INPUT MATERIAL —
# # # #

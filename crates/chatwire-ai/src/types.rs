use std::collections::BTreeMap;

use serde::{Deserialize, Serialize};

use crate::error::InferenceError;

#[derive(Debug, Clone, Copy, PartialEq, Eq, Serialize, Deserialize)]
pub enum Role {
    #[serde(rename = "system")]
    System,
    #[serde(rename = "user")]
    User,
    #[serde(rename = "assistant")]
    Assistant,
}

#[derive(Debug, Clone, PartialEq, Eq, Serialize, Deserialize)]
pub struct Message {
    pub role: Role,
    pub content: String,
}

impl Message {
    pub fn system(content: impl Into<String>) -> Self {
        Self {
            role: Role::System,
            content: content.into(),
        }
    }

    pub fn user(content: impl Into<String>) -> Self {
        Self {
            role: Role::User,
            content: content.into(),
        }
    }

    pub fn assistant(content: impl Into<String>) -> Self {
        Self {
            role: Role::Assistant,
            content: content.into(),
        }
    }
}

/// Inclusive numeric range with the value used when the caller gives none.
#[derive(Debug, Clone, Copy, PartialEq, Serialize, Deserialize)]
pub struct NumericLimit {
    pub min: f64,
    pub max: f64,
    pub default: f64,
}

impl NumericLimit {
    pub const fn new(min: f64, max: f64, default: f64) -> Self {
        Self { min, max, default }
    }

    pub fn clamp(&self, value: f64) -> f64 {
        value.max(self.min).min(self.max)
    }

    pub fn contains(&self, value: f64) -> bool {
        value >= self.min && value <= self.max
    }
}

#[derive(Debug, Clone, Copy, PartialEq, Eq, Serialize, Deserialize)]
pub struct TokenLimit {
    pub output: u32,
}

#[derive(Debug, Clone, Copy, PartialEq, Serialize, Deserialize)]
pub struct ParameterLimits {
    #[serde(rename = "maxTokens")]
    pub max_tokens: TokenLimit,
    pub temperature: NumericLimit,
    #[serde(rename = "topP")]
    pub top_p: NumericLimit,
    #[serde(rename = "frequencyPenalty")]
    pub frequency_penalty: NumericLimit,
    #[serde(rename = "presencePenalty")]
    pub presence_penalty: NumericLimit,
}

#[derive(Debug, Clone, Copy, PartialEq, Eq, Default, Serialize, Deserialize)]
pub struct ModelCapabilities {
    #[serde(default)]
    pub vision: bool,
    #[serde(rename = "codeGeneration", default)]
    pub code_generation: bool,
    #[serde(rename = "jsonMode", default)]
    pub json_mode: bool,
    #[serde(rename = "functionCalling", default)]
    pub function_calling: bool,
    #[serde(default)]
    pub streaming: bool,
    #[serde(rename = "stopSequences", default)]
    pub stop_sequences: bool,
    #[serde(rename = "logitBias", default)]
    pub logit_bias: bool,
    #[serde(rename = "frequencyPenalty", default)]
    pub frequency_penalty: bool,
    #[serde(rename = "presencePenalty", default)]
    pub presence_penalty: bool,
}

#[derive(Debug, Clone, Copy, PartialEq, Serialize, Deserialize)]
pub struct RecommendedParams {
    #[serde(rename = "maxTokens")]
    pub max_tokens: u32,
    pub temperature: f64,
    #[serde(rename = "topP")]
    pub top_p: f64,
}

#[derive(Debug, Clone, PartialEq, Serialize, Deserialize)]
pub struct ModelDescriptor {
    pub id: String,
    pub provider: String,
    #[serde(rename = "contextLength")]
    pub context_length: u32,
    pub limits: ParameterLimits,
    pub capabilities: ModelCapabilities,
    #[serde(rename = "recommendedParams")]
    pub recommended_params: RecommendedParams,
}

/// Caller-supplied generation options. Absent fields fall back to the
/// model's defaults during validation.
#[derive(Debug, Clone, PartialEq, Default, Serialize, Deserialize)]
pub struct GenerationOptions {
    #[serde(rename = "maxTokens", skip_serializing_if = "Option::is_none")]
    pub max_tokens: Option<u32>,
    #[serde(skip_serializing_if = "Option::is_none")]
    pub temperature: Option<f64>,
    #[serde(rename = "topP", skip_serializing_if = "Option::is_none")]
    pub top_p: Option<f64>,
    #[serde(rename = "frequencyPenalty", skip_serializing_if = "Option::is_none")]
    pub frequency_penalty: Option<f64>,
    #[serde(rename = "presencePenalty", skip_serializing_if = "Option::is_none")]
    pub presence_penalty: Option<f64>,
    #[serde(skip_serializing_if = "Option::is_none")]
    pub stop: Option<Vec<String>>,
    #[serde(rename = "logitBias", skip_serializing_if = "Option::is_none")]
    pub logit_bias: Option<BTreeMap<String, f64>>,
}

#[derive(Debug, Clone, PartialEq, Serialize, Deserialize)]
pub struct ValidatedParameters {
    #[serde(rename = "maxTokens")]
    pub max_tokens: u32,
    pub temperature: f64,
    #[serde(rename = "topP")]
    pub top_p: f64,
    #[serde(rename = "frequencyPenalty", skip_serializing_if = "Option::is_none")]
    pub frequency_penalty: Option<f64>,
    #[serde(rename = "presencePenalty", skip_serializing_if = "Option::is_none")]
    pub presence_penalty: Option<f64>,
}

/// One decoded server-sent event of a streaming completion.
#[derive(Debug, Clone, PartialEq, Eq)]
pub enum StreamEvent {
    Delta { content: String },
    Done,
}

/// Events published on a [`crate::CompletionEventStream`].
#[derive(Debug, Clone, PartialEq)]
pub enum CompletionEvent {
    Delta { content: String },
    Done { text: String },
    Error { error: InferenceError },
}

# # # #

BRIEF — Copy out the entire material verbatim.

WRITTEN SOLUTION —
filename crates/chatwire-ai/src/types.rs
use std::collections::BTreeMap;

use serde::{Deserialize, Serialize};

use crate::error::InferenceError;

#[derive(Debug, Clone, Copy, PartialEq, Eq, Serialize, Deserialize)]
pub enum Role {
    #[serde(rename = "system")]
    System,
    #[serde(rename = "user")]
    User,
    #[serde(rename = "assistant")]
    Assistant,
}

#[derive(Debug, Clone, PartialEq, Eq, Serialize, Deserialize)]
pub struct Message {
    pub role: Role,
    pub content: String,
}

impl Message {
    pub fn system(content: impl Into<String>) -> Self {
        Self {
            role: Role::System,
            content: content.into(),
        }
    }

    pub fn user(content: impl Into<String>) -> Self {
        Self {
            role: Role::User,
            content: content.into(),
        }
    }

    pub fn assistant(content: impl Into<String>) -> Self {
        Self {
            role: Role::Assistant,
            content: content.into(),
        }
    }
}

/// Inclusive numeric range with the value used when the caller gives none.
#[derive(Debug, Clone, Copy, PartialEq, Serialize, Deserialize)]
pub struct NumericLimit {
    pub min: f64,
    pub max: f64,
    pub default: f64,
}

impl NumericLimit {
    pub const fn new(min: f64, max: f64, default: f64) -> Self {
        Self { min, max, default }
    }

    pub fn clamp(&self, value: f64) -> f64 {
        value.max(self.min).min(self.max)
    }

    pub fn contains(&self, value: f64) -> bool {
        value >= self.min && value <= self.max
    }
}

#[derive(Debug, Clone, Copy, PartialEq, Eq, Serialize, Deserialize)]
pub struct TokenLimit {
    pub output: u32,
}

#[derive(Debug, Clone, Copy, PartialEq, Serialize, Deserialize)]
pub struct ParameterLimits {
    #[serde(rename = "maxTokens")]
    pub max_tokens: TokenLimit,
    pub temperature: NumericLimit,
    #[serde(rename = "topP")]
    pub top_p: NumericLimit,
    #[serde(rename = "frequencyPenalty")]
    pub frequency_penalty: NumericLimit,
    #[serde(rename = "presencePenalty")]
    pub presence_penalty: NumericLimit,
}

#[derive(Debug, Clone, Copy, PartialEq, Eq, Default, Serialize, Deserialize)]
pub struct ModelCapabilities {
    #[serde(default)]
    pub vision: bool,
    #[serde(rename = "codeGeneration", default)]
    pub code_generation: bool,
    #[serde(rename = "jsonMode", default)]
    pub json_mode: bool,
    #[serde(rename = "functionCalling", default)]
    pub function_calling: bool,
    #[serde(default)]
    pub streaming: bool,
    #[serde(rename = "stopSequences", default)]
    pub stop_sequences: bool,
    #[serde(rename = "logitBias", default)]
    pub logit_bias: bool,
    #[serde(rename = "frequencyPenalty", default)]
    pub frequency_penalty: bool,
    #[serde(rename = "presencePenalty", default)]
    pub presence_penalty: bool,
}

#[derive(Debug, Clone, Copy, PartialEq, Serialize, Deserialize)]
pub struct RecommendedParams {
    #[serde(rename = "maxTokens")]
    pub max_tokens: u32,
    pub temperature: f64,
    #[serde(rename = "topP")]
    pub top_p: f64,
}

#[derive(Debug, Clone, PartialEq, Serialize, Deserialize)]
pub struct ModelDescriptor {
    pub id: String,
    pub provider: String,
    #[serde(rename = "contextLength")]
    pub context_length: u32,
    pub limits: ParameterLimits,
    pub capabilities: ModelCapabilities,
    #[serde(rename = "recommendedParams")]
    pub recommended_params: RecommendedParams,
}

/// Caller-supplied generation options. Absent fields fall back to the
/// model's defaults during validation.
#[derive(Debug, Clone, PartialEq, Default, Serialize, Deserialize)]
pub struct GenerationOptions {
    #[serde(rename = "maxTokens", skip_serializing_if = "Option::is_none")]
    pub max_tokens: Option<u32>,
    #[serde(skip_serializing_if = "Option::is_none")]
    pub temperature: Option<f64>,
    #[serde(rename = "topP", skip_serializing_if = "Option::is_none")]
    pub top_p: Option<f64>,
    #[serde(rename = "frequencyPenalty", skip_serializing_if = "Option::is_none")]
    pub frequency_penalty: Option<f64>,
    #[serde(rename = "presencePenalty", skip_serializing_if = "Option::is_none")]
    pub presence_penalty: Option<f64>,
    #[serde(skip_serializing_if = "Option::is_none")]
    pub stop: Option<Vec<String>>,
    #[serde(rename = "logitBias", skip_serializing_if = "Option::is_none")]
    pub logit_bias: Option<BTreeMap<String, f64>>,
}

#[derive(Debug, Clone, PartialEq, Serialize, Deserialize)]
pub struct ValidatedParameters {
    #[serde(rename = "maxTokens")]
    pub max_tokens: u32,
    pub temperature: f64,
    #[serde(rename = "topP")]
    pub top_p: f64,
    #[serde(rename = "frequencyPenalty", skip_serializing_if = "Option::is_none")]
    pub frequency_penalty: Option<f64>,
    #[serde(rename = "presencePenalty", skip_serializing_if = "Option::is_none")]
    pub presence_penalty: Option<f64>,
}

/// One decoded server-sent event of a streaming completion.
#[derive(Debug, Clone, PartialEq, Eq)]
pub enum StreamEvent {
    Delta { content: String },
    Done,
}

/// Events published on a [`crate::CompletionEventStream`].
#[derive(Debug, Clone, PartialEq)]
pub enum CompletionEvent {
    Delta { content: String },
    Done { text: String },
    Error { error: InferenceError },
}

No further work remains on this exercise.